Grist: Japan’s Move to Resume Commercial Whaling Picks Up Steam
Wednesday, May 31st, 2006
The Tracker was asleep at the wheel and missed a rising tide of stories on whaling. But luck struck in the form of a happenstance look at today’s online Grist Magazine site. It has a fine roundup of news reports, with links to them and the outlets carrying them, on Japan’s drive to renew commercial hunting of some whale species. Grist’s post on this contentious issue is the last item in its Daily Grist feature.
See Also Previous Tracker post 5/12;
In Alaska researchers from the National Marine Fisheries Service are coordinating a study of the threatened stellar sea lion. Research includes attaching tracking devices and hot branding some of the animals. The Humane Society of the US thinks the study violates regulations protecting such animals. A US District Court judge in DC agrees, reports the AP’s Jeannette J. Lee from Anchorage. The feds say the study poses no threat to the species and may aid in its preservation.

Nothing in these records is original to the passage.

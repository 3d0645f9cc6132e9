// Repository layer for database operations
//
// One `Database` over a SQLite pool. Every write is a single statement or an
// explicit transaction; constraint violations surface as StoreError::Constraint.

use std::collections::HashMap;
use std::str::FromStr;
use std::time::Duration;

use chrono::Utc;
use conductor_contracts::EventKind;
use sqlx::sqlite::{SqliteConnectOptions, SqliteJournalMode, SqlitePoolOptions};
use sqlx::{Row, SqlitePool};
use tracing::{debug, instrument};
use uuid::Uuid;

use crate::error::StoreError;
use crate::models::*;
use crate::queue::EnqueueOptions;

/// Schema bootstrap, applied idempotently at startup
const SCHEMA: &[&str] = &[
    r#"
    CREATE TABLE IF NOT EXISTS plugins (
        id         TEXT PRIMARY KEY,
        name       TEXT NOT NULL,
        image      TEXT NOT NULL,
        digest     TEXT,
        version    TEXT,
        spec       TEXT NOT NULL,
        created_at TEXT NOT NULL,
        updated_at TEXT NOT NULL
    )
    "#,
    r#"
    CREATE TABLE IF NOT EXISTS workflows (
        id         BLOB PRIMARY KEY,
        name       TEXT NOT NULL,
        spec       TEXT NOT NULL,
        created_at TEXT NOT NULL
    )
    "#,
    r#"
    CREATE TABLE IF NOT EXISTS executions (
        id           BLOB PRIMARY KEY,
        workflow_id  BLOB NOT NULL REFERENCES workflows(id),
        status       TEXT NOT NULL DEFAULT 'pending',
        result       TEXT,
        error        TEXT,
        started_at   TEXT NOT NULL,
        completed_at TEXT,
        created_at   TEXT NOT NULL
    )
    "#,
    r#"
    CREATE TABLE IF NOT EXISTS tasks (
        id           BLOB PRIMARY KEY,
        execution_id BLOB NOT NULL REFERENCES executions(id),
        step_id      TEXT NOT NULL,
        plugin_id    TEXT NOT NULL REFERENCES plugins(id),
        action       TEXT NOT NULL,
        status       TEXT NOT NULL DEFAULT 'pending',
        input        TEXT,
        result       TEXT,
        error        TEXT,
        attempts     INTEGER NOT NULL DEFAULT 0,
        started_at   TEXT,
        completed_at TEXT,
        created_at   TEXT NOT NULL
    )
    "#,
    r#"
    CREATE TABLE IF NOT EXISTS events (
        id           INTEGER PRIMARY KEY AUTOINCREMENT,
        execution_id BLOB NOT NULL REFERENCES executions(id),
        kind         TEXT NOT NULL,
        data         TEXT NOT NULL,
        timestamp    TEXT NOT NULL
    )
    "#,
    r#"
    CREATE TABLE IF NOT EXISTS task_queue (
        id           INTEGER PRIMARY KEY AUTOINCREMENT,
        task_id      BLOB NOT NULL UNIQUE,
        priority     INTEGER NOT NULL DEFAULT 0,
        payload      TEXT NOT NULL,
        max_retries  INTEGER NOT NULL DEFAULT 3,
        retry_count  INTEGER NOT NULL DEFAULT 0,
        status       TEXT NOT NULL DEFAULT 'pending',
        scheduled_at TEXT NOT NULL,
        started_at   TEXT,
        completed_at TEXT,
        created_at   TEXT NOT NULL
    )
    "#,
    "CREATE INDEX IF NOT EXISTS idx_task_queue_eligible ON task_queue(status, scheduled_at)",
    "CREATE INDEX IF NOT EXISTS idx_tasks_execution ON tasks(execution_id, created_at)",
    "CREATE INDEX IF NOT EXISTS idx_events_execution ON events(execution_id, id)",
    "CREATE INDEX IF NOT EXISTS idx_executions_started ON executions(started_at)",
];

#[derive(Clone)]
pub struct Database {
    pool: SqlitePool,
}
// Public contracts for the Conductor API
// This crate defines the workflow/plugin spec documents, status enums,
// response DTOs, and the admission-time shape validation rules.

pub mod plugin;
pub mod status;
pub mod validate;
pub mod views;
pub mod workflow;

pub use plugin::*;
pub use status::*;
pub use validate::*;
pub use views::*;
pub use workflow::*;
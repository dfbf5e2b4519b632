use glizzy_common::config::{AddressType, FuzzConfig, PayloadFill, SweepMode, Target};
use glizzy_common::gatt::{Handle, HandleRange, ServiceRange};
use glizzy_core::cancel::CancelToken;
use glizzy_core::results::{ResultStore, RunRecord, SweepStatus};
use glizzy_core::sweep::Sweep;

use crate::fake::{FakeDevice, RecordingReporter};

#[tokio::test]
async fn interrupted_run_is_saved_with_partial_results() -> anyhow::Result<()> {
    let cancel = CancelToken::new();
    let device = FakeDevice {
        cancel_after: Some((7, cancel.clone())),
        ..FakeDevice::default()
    };
    let config = FuzzConfig {
        sweep: SweepMode::Incremental { max_len: 3 },
        fill: PayloadFill::Zero,
        ..FuzzConfig::default()
    };
    let ranges = [ServiceRange::manual(HandleRange::new(Handle(0x0001), Handle(0x0005)))];

    let mut reporter = RecordingReporter::default();
    let report = Sweep::new(&device, &config, cancel)
        .run(&ranges, &mut reporter)
        .await;

    let dir = tempfile::tempdir()?;
    let store = ResultStore::new(dir.path().join("glizzy_results.json"));
    let target = Target::new("AA:BB:CC:DD:EE:FF", AddressType::Public);
    store.persist(&RunRecord::new(report.status, target, &report.results))?;

    let loaded = store.load()?;
    assert_eq!(loaded.status, SweepStatus::Interrupted);
    assert_eq!(loaded.attempts.len(), 7);
    assert_eq!(loaded.target.address, "AA:BB:CC:DD:EE:FF");
    assert_eq!(loaded.summary[&Handle(0x0002)].max_success_length, Some(3));
    assert_eq!(loaded.summary[&Handle(0x0003)].max_success_length, Some(1));
    assert!(!loaded.summary.contains_key(&Handle(0x0004)));

    let raw: serde_json::Value = serde_json::from_str(&std::fs::read_to_string(store.path())?)?;
    assert_eq!(raw["status"], "interrupted");
    assert_eq!(raw["attempts"][0]["handle"], "0x0001");
    assert_eq!(raw["attempts"][0]["payload"], "0");

    Ok(())
}

#[tokio::test]
async fn completed_run_overwrites_previous_file() -> anyhow::Result<()> {
    let device = FakeDevice::default();
    let config = FuzzConfig {
        sweep: SweepMode::FixedRepeat { len: 2, runs: 2 },
        fill: PayloadFill::Zero,
        ..FuzzConfig::default()
    };
    let ranges = [ServiceRange::manual(HandleRange::single(Handle(0x0010)))];

    let dir = tempfile::tempdir()?;
    let path = dir.path().join("glizzy_results.json");
    std::fs::write(&path, "stale")?;

    let mut reporter = RecordingReporter::default();
    let report = Sweep::new(&device, &config, CancelToken::new())
        .run(&ranges, &mut reporter)
        .await;

    let store = ResultStore::new(&path);
    let target = Target::new("11:22:33:44:55:66", AddressType::Random);
    store.persist(&RunRecord::new(report.status, target, &report.results))?;

    let loaded = store.load()?;
    assert_eq!(loaded.status, SweepStatus::Completed);
    assert_eq!(loaded.attempts.len(), 2);
    assert_eq!(loaded.target.address_type, AddressType::Random);

    Ok(())
}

In Eastern Utah near the Green River is Range Creek Canyon. More than 1,000 years ago it was home to the Fremont people. Still there are ruins of their houses, rock art, pottery bits, and arrowheads. Until recently in private hands, the canyon has barely been given scientific study. The Tribune-News’s Brett Prettyman toured it with a state conservation officer, talks with visitors, and provides a glimpse of the treasures gradually going missing as the public gains access, and of the people who made them. In an accompanying story the paper’s Greg Lavine reviews the region’s potential archeological significance.
News is never ending on the invasive species front. Illinois is starting to worry whether that firewood you’re toting to the campground will help spread the emerald ash borer beetle. It showed up in the US in Detroit four years ago and has killed more than 15 million ash trees in the midwest and in Ontario, Canada. Atlantic states are finding it. Michigan’s Governor even recently declared an “Emerald Ash Borer Awareness Week.”
Several dozen Eastern Pacific Green Turtles, headed by an enormous (550 pounds) matriarch called Wrinklebutt, hang out near Chula Vista in southern San Diego Bay. The Union-Tribune’s Shannon McMahon reports that scientists are not sure how they got established in this urban harbor at some distance north of their usual haunts in Mexico and farther south. They are tagging the animals with transmitters so they can track them on their annual migrations to…somewhere…and back. The locale seems to suit them. The big, top turtle is a local celebrity and, they say, the largest of her species ever recorded. It’s a pick because one just does not often find a Wrinklebutt in the news.
A report in PNAS last week proposed an explanation of an evolutionary mystery. Why did early whales keep growing rear legs for so many millions of years after their ancestors went fulltime to sea? The Beacon Journal’s Paula Schleis visited the research team leader at Northeastern Ohio Universities College of Medicine for a personal account of his quest for an answer. His mission took him fossil-hunting in Pakistan to study the fossils of early, walking, amphibious whales. He then gathered an international team for the genetic reconstruction of what went on, eventually, to first evolve their descendants’ front legs into flippers and, more important, to eliminate hind legs altogether. The key: a gene called sonic hedgehog.